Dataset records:
· · · ·
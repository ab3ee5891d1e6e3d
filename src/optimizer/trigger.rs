//! Rebalance triggering and application gate
//!
//! Decides when to run the optimizer (campaign activation, budget edits,
//! the periodic pass) and whether to apply its output. Proposed budgets
//! below the relative-change threshold are held back so noise-level score
//! differences cannot thrash allocations. Runs over the same pool are
//! serialized through a single-flight lock: two concurrent triggers can
//! never read stale budgets and overwrite each other.

use anyhow::Result;
use std::fmt;
use std::sync::Arc;
use tokio::sync::Mutex;
use uuid::Uuid;

use super::{BudgetOptimizer, CampaignInput};
use crate::config::BudgetConfig;
use crate::metrics::PerformanceScorer;
use crate::models::CampaignStatus;
use crate::storage::Database;

// ============================================================================
// Types
// ============================================================================

/// Why a rebalance run was started
#[derive(Debug, Clone, Copy, PartialEq, Eq)]
pub enum RebalanceReason {
    CampaignActivated(Uuid),
    BudgetEdited(Uuid),
    Periodic,
    Manual,
}

impl fmt::Display for RebalanceReason {
    fn fmt(&self, f: &mut fmt::Formatter<'_>) -> fmt::Result {
        match self {
            Self::CampaignActivated(id) => write!(f, "campaign {id} activated"),
            Self::BudgetEdited(id) => write!(f, "budget of campaign {id} edited"),
            Self::Periodic => write!(f, "periodic rebalance"),
            Self::Manual => write!(f, "manual rebalance"),
        }
    }
}

/// A budget update that was actually written back
#[derive(Debug, Clone)]
pub struct BudgetChange {
    pub campaign_id: Uuid,
    pub previous: f64,
    pub new: f64,
}

/// Outcome of one rebalance run
#[derive(Debug, Clone)]
pub enum RebalanceOutcome {
    /// The optimizer ran; gated changes were applied
    Applied {
        changes: Vec<BudgetChange>,
        /// Proposals held back by the change-magnitude gate
        held: usize,
    },

    /// The run was a no-op; previous budgets are retained
    Skipped { reason: String },
}

impl RebalanceOutcome {
    /// Number of campaigns whose budget was updated
    pub fn applied_count(&self) -> usize {
        match self {
            Self::Applied { changes, .. } => changes.len(),
            Self::Skipped { .. } => 0,
        }
    }
}

// ============================================================================
// Trigger
// ============================================================================

/// Single-flight rebalance coordinator
pub struct RebalanceTrigger {
    db: Arc<Database>,
    scorer: PerformanceScorer,
    optimizer: BudgetOptimizer,
    config: BudgetConfig,
    flight: Mutex<()>,
}

impl RebalanceTrigger {
    /// Create a trigger over the given store and scorer
    pub fn new(db: Arc<Database>, scorer: PerformanceScorer, config: BudgetConfig) -> Self {
        let optimizer = BudgetOptimizer::from_config(&config);
        Self {
            db,
            scorer,
            optimizer,
            config,
            flight: Mutex::new(()),
        }
    }

    /// Run one read-score-solve-write rebalance pass.
    ///
    /// Optimizer failures (non-convergence, infeasible inputs) do not
    /// propagate: the pass becomes a logged no-op and previous budgets
    /// stay in place. Only storage failures surface as errors.
    pub async fn rebalance(&self, reason: RebalanceReason) -> Result<RebalanceOutcome> {
        let _flight = self.flight.lock().await;

        let campaigns = self.db.campaigns_by_status(CampaignStatus::Active)?;
        if campaigns.is_empty() {
            tracing::info!(%reason, "No active campaigns to rebalance");
            return Ok(RebalanceOutcome::Skipped {
                reason: "no active campaigns".to_string(),
            });
        }

        let mut inputs = Vec::with_capacity(campaigns.len());
        for campaign in &campaigns {
            let score = self.scorer.score_default_window(campaign.id)?;
            inputs.push(CampaignInput {
                id: campaign.id,
                current_budget: campaign.budget,
                score,
            });
        }

        let total = self.pool_total(&inputs);
        if total <= 0.0 {
            tracing::warn!(%reason, "Budget pool is empty; skipping rebalance");
            return Ok(RebalanceOutcome::Skipped {
                reason: "empty budget pool".to_string(),
            });
        }

        let proposal = match self.optimizer.rebalance(&inputs, total) {
            Ok(proposal) => proposal,
            Err(err) => {
                tracing::warn!(%reason, error = %err, "Rebalance is a no-op; keeping previous budgets");
                return Ok(RebalanceOutcome::Skipped {
                    reason: err.to_string(),
                });
            }
        };

        let mut changes = Vec::new();
        let mut held = 0usize;

        for allocation in &proposal.allocations {
            if allocation.relative_change() > self.config.rebalance_threshold {
                self.db
                    .update_campaign_budget(allocation.id, allocation.new_budget)?;
                tracing::info!(
                    campaign_id = %allocation.id,
                    previous = allocation.current_budget,
                    new = allocation.new_budget,
                    score = allocation.score,
                    "Applied budget change"
                );
                changes.push(BudgetChange {
                    campaign_id: allocation.id,
                    previous: allocation.current_budget,
                    new: allocation.new_budget,
                });
            } else {
                held += 1;
            }
        }

        tracing::info!(
            %reason,
            applied = changes.len(),
            held,
            iterations = proposal.iterations,
            "Rebalance complete"
        );

        Ok(RebalanceOutcome::Applied { changes, held })
    }

    /// Pool size: the configured total, or the sum of current budgets when
    /// no pool is configured
    fn pool_total(&self, inputs: &[CampaignInput]) -> f64 {
        if self.config.total_budget > 0.0 {
            self.config.total_budget
        } else {
            inputs.iter().map(|i| i.current_budget).sum()
        }
    }
}

// ============================================================================
// Tests
// ============================================================================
· · · ·
# [WHAT YOU ARE ASKED TO DO]
Please make the answer a complete, exact reproduction of the records.

# [EXPECTED OUTPUT]
repository ab3ee5891d1e6e3d
filename src/optimizer/trigger.rs
//! Rebalance triggering and application gate
//!
//! Decides when to run the optimizer (campaign activation, budget edits,
//! the periodic pass) and whether to apply its output. Proposed budgets
//! below the relative-change threshold are held back so noise-level score
//! differences cannot thrash allocations. Runs over the same pool are
//! serialized through a single-flight lock: two concurrent triggers can
//! never read stale budgets and overwrite each other.

use anyhow::Result;
use std::fmt;
use std::sync::Arc;
use tokio::sync::Mutex;
use uuid::Uuid;

use super::{BudgetOptimizer, CampaignInput};
use crate::config::BudgetConfig;
use crate::metrics::PerformanceScorer;
use crate::models::CampaignStatus;
use crate::storage::Database;

// ============================================================================
// Types
// ============================================================================

/// Why a rebalance run was started
#[derive(Debug, Clone, Copy, PartialEq, Eq)]
pub enum RebalanceReason {
    CampaignActivated(Uuid),
    BudgetEdited(Uuid),
    Periodic,
    Manual,
}

impl fmt::Display for RebalanceReason {
    fn fmt(&self, f: &mut fmt::Formatter<'_>) -> fmt::Result {
        match self {
            Self::CampaignActivated(id) => write!(f, "campaign {id} activated"),
            Self::BudgetEdited(id) => write!(f, "budget of campaign {id} edited"),
            Self::Periodic => write!(f, "periodic rebalance"),
            Self::Manual => write!(f, "manual rebalance"),
        }
    }
}

/// A budget update that was actually written back
#[derive(Debug, Clone)]
pub struct BudgetChange {
    pub campaign_id: Uuid,
    pub previous: f64,
    pub new: f64,
}

/// Outcome of one rebalance run
#[derive(Debug, Clone)]
pub enum RebalanceOutcome {
    /// The optimizer ran; gated changes were applied
    Applied {
        changes: Vec<BudgetChange>,
        /// Proposals held back by the change-magnitude gate
        held: usize,
    },

    /// The run was a no-op; previous budgets are retained
    Skipped { reason: String },
}

impl RebalanceOutcome {
    /// Number of campaigns whose budget was updated
    pub fn applied_count(&self) -> usize {
        match self {
            Self::Applied { changes, .. } => changes.len(),
            Self::Skipped { .. } => 0,
        }
    }
}

// ============================================================================
// Trigger
// ============================================================================

/// Single-flight rebalance coordinator
pub struct RebalanceTrigger {
    db: Arc<Database>,
    scorer: PerformanceScorer,
    optimizer: BudgetOptimizer,
    config: BudgetConfig,
    flight: Mutex<()>,
}

impl RebalanceTrigger {
    /// Create a trigger over the given store and scorer
    pub fn new(db: Arc<Database>, scorer: PerformanceScorer, config: BudgetConfig) -> Self {
        let optimizer = BudgetOptimizer::from_config(&config);
        Self {
            db,
            scorer,
            optimizer,
            config,
            flight: Mutex::new(()),
        }
    }

    /// Run one read-score-solve-write rebalance pass.
    ///
    /// Optimizer failures (non-convergence, infeasible inputs) do not
    /// propagate: the pass becomes a logged no-op and previous budgets
    /// stay in place. Only storage failures surface as errors.
    pub async fn rebalance(&self, reason: RebalanceReason) -> Result<RebalanceOutcome> {
        let _flight = self.flight.lock().await;

        let campaigns = self.db.campaigns_by_status(CampaignStatus::Active)?;
        if campaigns.is_empty() {
            tracing::info!(%reason, "No active campaigns to rebalance");
            return Ok(RebalanceOutcome::Skipped {
                reason: "no active campaigns".to_string(),
            });
        }

        let mut inputs = Vec::with_capacity(campaigns.len());
        for campaign in &campaigns {
            let score = self.scorer.score_default_window(campaign.id)?;
            inputs.push(CampaignInput {
                id: campaign.id,
                current_budget: campaign.budget,
                score,
            });
        }

        let total = self.pool_total(&inputs);
        if total <= 0.0 {
            tracing::warn!(%reason, "Budget pool is empty; skipping rebalance");
            return Ok(RebalanceOutcome::Skipped {
                reason: "empty budget pool".to_string(),
            });
        }

        let proposal = match self.optimizer.rebalance(&inputs, total) {
            Ok(proposal) => proposal,
            Err(err) => {
                tracing::warn!(%reason, error = %err, "Rebalance is a no-op; keeping previous budgets");
                return Ok(RebalanceOutcome::Skipped {
                    reason: err.to_string(),
                });
            }
        };

        let mut changes = Vec::new();
        let mut held = 0usize;

        for allocation in &proposal.allocations {
            if allocation.relative_change() > self.config.rebalance_threshold {
                self.db
                    .update_campaign_budget(allocation.id, allocation.new_budget)?;
                tracing::info!(
                    campaign_id = %allocation.id,
                    previous = allocation.current_budget,
                    new = allocation.new_budget,
                    score = allocation.score,
                    "Applied budget change"
                );
                changes.push(BudgetChange {
                    campaign_id: allocation.id,
                    previous: allocation.current_budget,
                    new: allocation.new_budget,
                });
            } else {
                held += 1;
            }
        }

        tracing::info!(
            %reason,
            applied = changes.len(),
            held,
            iterations = proposal.iterations,
            "Rebalance complete"
        );

        Ok(RebalanceOutcome::Applied { changes, held })
    }

    /// Pool size: the configured total, or the sum of current budgets when
    /// no pool is configured
    fn pool_total(&self, inputs: &[CampaignInput]) -> f64 {
        if self.config.total_budget > 0.0 {
            self.config.total_budget
        } else {
            inputs.iter().map(|i| i.current_budget).sum()
        }
    }
}

// ============================================================================
// Tests
// ============================================================================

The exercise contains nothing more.